### [What is needed]
Give the records once more, exactly as they stand.

━━━━━━━━━━━━━━━━━━━━━━━━━━━━━━

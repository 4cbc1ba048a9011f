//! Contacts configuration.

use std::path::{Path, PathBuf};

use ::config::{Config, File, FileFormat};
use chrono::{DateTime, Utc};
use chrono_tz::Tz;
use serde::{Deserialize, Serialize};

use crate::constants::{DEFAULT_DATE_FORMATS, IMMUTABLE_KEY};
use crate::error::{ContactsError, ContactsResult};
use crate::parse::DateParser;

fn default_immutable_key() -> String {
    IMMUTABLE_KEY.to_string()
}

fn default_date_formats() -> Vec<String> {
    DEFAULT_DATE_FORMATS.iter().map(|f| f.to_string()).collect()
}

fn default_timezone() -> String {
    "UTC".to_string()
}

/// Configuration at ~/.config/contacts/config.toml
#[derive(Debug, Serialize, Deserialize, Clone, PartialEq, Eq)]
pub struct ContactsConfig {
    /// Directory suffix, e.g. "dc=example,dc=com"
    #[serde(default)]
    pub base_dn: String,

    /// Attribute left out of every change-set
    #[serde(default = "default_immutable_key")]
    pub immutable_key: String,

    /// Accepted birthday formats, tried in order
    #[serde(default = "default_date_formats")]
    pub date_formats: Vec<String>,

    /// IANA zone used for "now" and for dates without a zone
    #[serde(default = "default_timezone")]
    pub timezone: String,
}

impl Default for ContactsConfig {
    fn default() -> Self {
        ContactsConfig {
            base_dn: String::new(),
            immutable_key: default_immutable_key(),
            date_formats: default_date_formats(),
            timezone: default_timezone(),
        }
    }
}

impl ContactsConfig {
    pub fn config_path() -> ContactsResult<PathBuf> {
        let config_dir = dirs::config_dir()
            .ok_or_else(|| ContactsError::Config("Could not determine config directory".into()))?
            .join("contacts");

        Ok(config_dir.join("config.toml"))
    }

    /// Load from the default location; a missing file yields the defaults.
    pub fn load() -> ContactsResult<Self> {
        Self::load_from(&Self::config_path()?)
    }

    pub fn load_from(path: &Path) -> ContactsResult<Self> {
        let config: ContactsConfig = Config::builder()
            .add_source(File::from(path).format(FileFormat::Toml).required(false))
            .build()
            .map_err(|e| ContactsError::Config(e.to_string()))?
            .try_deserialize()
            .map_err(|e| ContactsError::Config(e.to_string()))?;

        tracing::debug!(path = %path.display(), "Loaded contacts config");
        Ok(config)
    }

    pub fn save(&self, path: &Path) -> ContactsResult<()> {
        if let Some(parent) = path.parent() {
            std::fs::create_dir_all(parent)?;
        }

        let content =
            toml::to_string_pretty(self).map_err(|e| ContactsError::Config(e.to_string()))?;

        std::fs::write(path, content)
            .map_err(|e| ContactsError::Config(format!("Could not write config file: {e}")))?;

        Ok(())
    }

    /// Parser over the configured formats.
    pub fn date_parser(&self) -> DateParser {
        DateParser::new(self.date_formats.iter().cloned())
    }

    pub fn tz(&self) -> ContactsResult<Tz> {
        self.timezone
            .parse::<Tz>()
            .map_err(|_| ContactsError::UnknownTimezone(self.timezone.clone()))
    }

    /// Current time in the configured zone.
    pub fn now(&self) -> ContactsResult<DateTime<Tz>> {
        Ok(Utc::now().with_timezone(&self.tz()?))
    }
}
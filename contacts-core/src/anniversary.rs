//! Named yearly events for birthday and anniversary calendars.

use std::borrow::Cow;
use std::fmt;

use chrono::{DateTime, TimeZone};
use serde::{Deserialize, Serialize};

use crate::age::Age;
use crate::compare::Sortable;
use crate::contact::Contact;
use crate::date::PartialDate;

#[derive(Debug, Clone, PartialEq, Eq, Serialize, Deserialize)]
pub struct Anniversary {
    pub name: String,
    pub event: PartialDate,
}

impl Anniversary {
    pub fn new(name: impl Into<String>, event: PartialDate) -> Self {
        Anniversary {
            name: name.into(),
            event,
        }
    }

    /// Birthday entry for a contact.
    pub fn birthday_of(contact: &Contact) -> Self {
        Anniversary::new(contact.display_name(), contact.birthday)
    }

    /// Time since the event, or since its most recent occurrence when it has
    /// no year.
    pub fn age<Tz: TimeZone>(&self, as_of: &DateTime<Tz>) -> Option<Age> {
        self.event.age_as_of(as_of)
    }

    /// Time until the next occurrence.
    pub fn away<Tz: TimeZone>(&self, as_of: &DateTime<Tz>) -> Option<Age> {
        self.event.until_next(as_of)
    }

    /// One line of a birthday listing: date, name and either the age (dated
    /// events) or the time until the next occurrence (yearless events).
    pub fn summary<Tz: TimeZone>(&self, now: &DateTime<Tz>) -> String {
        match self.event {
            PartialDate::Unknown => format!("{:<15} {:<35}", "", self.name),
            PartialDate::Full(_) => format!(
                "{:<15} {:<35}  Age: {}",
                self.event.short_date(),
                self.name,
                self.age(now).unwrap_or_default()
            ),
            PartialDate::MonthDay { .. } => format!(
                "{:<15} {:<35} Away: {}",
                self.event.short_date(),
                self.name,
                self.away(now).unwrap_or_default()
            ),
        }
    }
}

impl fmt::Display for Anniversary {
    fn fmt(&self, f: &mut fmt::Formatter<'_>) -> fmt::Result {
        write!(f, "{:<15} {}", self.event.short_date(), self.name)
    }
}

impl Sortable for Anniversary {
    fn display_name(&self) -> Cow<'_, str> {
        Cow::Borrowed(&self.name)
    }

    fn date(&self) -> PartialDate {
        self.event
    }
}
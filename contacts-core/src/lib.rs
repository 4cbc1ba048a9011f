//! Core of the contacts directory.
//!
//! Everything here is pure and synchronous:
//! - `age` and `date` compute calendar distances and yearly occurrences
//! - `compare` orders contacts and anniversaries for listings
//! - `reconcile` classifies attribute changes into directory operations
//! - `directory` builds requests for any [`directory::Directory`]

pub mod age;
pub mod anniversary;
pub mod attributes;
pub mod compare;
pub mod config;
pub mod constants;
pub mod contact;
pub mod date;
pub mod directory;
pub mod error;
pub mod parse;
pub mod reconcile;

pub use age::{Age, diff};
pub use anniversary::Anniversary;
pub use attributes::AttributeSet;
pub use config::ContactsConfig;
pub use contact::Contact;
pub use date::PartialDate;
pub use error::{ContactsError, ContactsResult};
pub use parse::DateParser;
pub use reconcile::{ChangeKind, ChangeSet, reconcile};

━━━━━━━━━━━━━━━━━━━━━━━━━━━━━━

### [Written solution]
repository 4cbc1ba048a9011f
//! Contacts configuration.

use std::path::{Path, PathBuf};

use ::config::{Config, File, FileFormat};
use chrono::{DateTime, Utc};
use chrono_tz::Tz;
use serde::{Deserialize, Serialize};

use crate::constants::{DEFAULT_DATE_FORMATS, IMMUTABLE_KEY};
use crate::error::{ContactsError, ContactsResult};
use crate::parse::DateParser;

fn default_immutable_key() -> String {
    IMMUTABLE_KEY.to_string()
}

fn default_date_formats() -> Vec<String> {
    DEFAULT_DATE_FORMATS.iter().map(|f| f.to_string()).collect()
}

fn default_timezone() -> String {
    "UTC".to_string()
}

/// Configuration at ~/.config/contacts/config.toml
#[derive(Debug, Serialize, Deserialize, Clone, PartialEq, Eq)]
pub struct ContactsConfig {
    /// Directory suffix, e.g. "dc=example,dc=com"
    #[serde(default)]
    pub base_dn: String,

    /// Attribute left out of every change-set
    #[serde(default = "default_immutable_key")]
    pub immutable_key: String,

    /// Accepted birthday formats, tried in order
    #[serde(default = "default_date_formats")]
    pub date_formats: Vec<String>,

    /// IANA zone used for "now" and for dates without a zone
    #[serde(default = "default_timezone")]
    pub timezone: String,
}

impl Default for ContactsConfig {
    fn default() -> Self {
        ContactsConfig {
            base_dn: String::new(),
            immutable_key: default_immutable_key(),
            date_formats: default_date_formats(),
            timezone: default_timezone(),
        }
    }
}

impl ContactsConfig {
    pub fn config_path() -> ContactsResult<PathBuf> {
        let config_dir = dirs::config_dir()
            .ok_or_else(|| ContactsError::Config("Could not determine config directory".into()))?
            .join("contacts");

        Ok(config_dir.join("config.toml"))
    }

    /// Load from the default location; a missing file yields the defaults.
    pub fn load() -> ContactsResult<Self> {
        Self::load_from(&Self::config_path()?)
    }

    pub fn load_from(path: &Path) -> ContactsResult<Self> {
        let config: ContactsConfig = Config::builder()
            .add_source(File::from(path).format(FileFormat::Toml).required(false))
            .build()
            .map_err(|e| ContactsError::Config(e.to_string()))?
            .try_deserialize()
            .map_err(|e| ContactsError::Config(e.to_string()))?;

        tracing::debug!(path = %path.display(), "Loaded contacts config");
        Ok(config)
    }

    pub fn save(&self, path: &Path) -> ContactsResult<()> {
        if let Some(parent) = path.parent() {
            std::fs::create_dir_all(parent)?;
        }

        let content =
            toml::to_string_pretty(self).map_err(|e| ContactsError::Config(e.to_string()))?;

        std::fs::write(path, content)
            .map_err(|e| ContactsError::Config(format!("Could not write config file: {e}")))?;

        Ok(())
    }

    /// Parser over the configured formats.
    pub fn date_parser(&self) -> DateParser {
        DateParser::new(self.date_formats.iter().cloned())
    }

    pub fn tz(&self) -> ContactsResult<Tz> {
        self.timezone
            .parse::<Tz>()
            .map_err(|_| ContactsError::UnknownTimezone(self.timezone.clone()))
    }

    /// Current time in the configured zone.
    pub fn now(&self) -> ContactsResult<DateTime<Tz>> {
        Ok(Utc::now().with_timezone(&self.tz()?))
    }
}
filename contacts-core/src/anniversary.rs
//! Named yearly events for birthday and anniversary calendars.

use std::borrow::Cow;
use std::fmt;

use chrono::{DateTime, TimeZone};
use serde::{Deserialize, Serialize};

use crate::age::Age;
use crate::compare::Sortable;
use crate::contact::Contact;
use crate::date::PartialDate;

#[derive(Debug, Clone, PartialEq, Eq, Serialize, Deserialize)]
pub struct Anniversary {
    pub name: String,
    pub event: PartialDate,
}

impl Anniversary {
    pub fn new(name: impl Into<String>, event: PartialDate) -> Self {
        Anniversary {
            name: name.into(),
            event,
        }
    }

    /// Birthday entry for a contact.
    pub fn birthday_of(contact: &Contact) -> Self {
        Anniversary::new(contact.display_name(), contact.birthday)
    }

    /// Time since the event, or since its most recent occurrence when it has
    /// no year.
    pub fn age<Tz: TimeZone>(&self, as_of: &DateTime<Tz>) -> Option<Age> {
        self.event.age_as_of(as_of)
    }

    /// Time until the next occurrence.
    pub fn away<Tz: TimeZone>(&self, as_of: &DateTime<Tz>) -> Option<Age> {
        self.event.until_next(as_of)
    }

    /// One line of a birthday listing: date, name and either the age (dated
    /// events) or the time until the next occurrence (yearless events).
    pub fn summary<Tz: TimeZone>(&self, now: &DateTime<Tz>) -> String {
        match self.event {
            PartialDate::Unknown => format!("{:<15} {:<35}", "", self.name),
            PartialDate::Full(_) => format!(
                "{:<15} {:<35}  Age: {}",
                self.event.short_date(),
                self.name,
                self.age(now).unwrap_or_default()
            ),
            PartialDate::MonthDay { .. } => format!(
                "{:<15} {:<35} Away: {}",
                self.event.short_date(),
                self.name,
                self.away(now).unwrap_or_default()
            ),
        }
    }
}

impl fmt::Display for Anniversary {
    fn fmt(&self, f: &mut fmt::Formatter<'_>) -> fmt::Result {
        write!(f, "{:<15} {}", self.event.short_date(), self.name)
    }
}

impl Sortable for Anniversary {
    fn display_name(&self) -> Cow<'_, str> {
        Cow::Borrowed(&self.name)
    }

    fn date(&self) -> PartialDate {
        self.event
    }
}
filename contacts-core/src/lib.rs
repository 4cbc1ba048a9011f
//! Core of the contacts directory.
//!
//! Everything here is pure and synchronous:
//! - `age` and `date` compute calendar distances and yearly occurrences
//! - `compare` orders contacts and anniversaries for listings
//! - `reconcile` classifies attribute changes into directory operations
//! - `directory` builds requests for any [`directory::Directory`]

pub mod age;
pub mod anniversary;
pub mod attributes;
pub mod compare;
pub mod config;
pub mod constants;
pub mod contact;
pub mod date;
pub mod directory;
pub mod error;
pub mod parse;
pub mod reconcile;

pub use age::{Age, diff};
pub use anniversary::Anniversary;
pub use attributes::AttributeSet;
pub use config::ContactsConfig;
pub use contact::Contact;
pub use date::PartialDate;
pub use error::{ContactsError, ContactsResult};
pub use parse::DateParser;
pub use reconcile::{ChangeKind, ChangeSet, reconcile};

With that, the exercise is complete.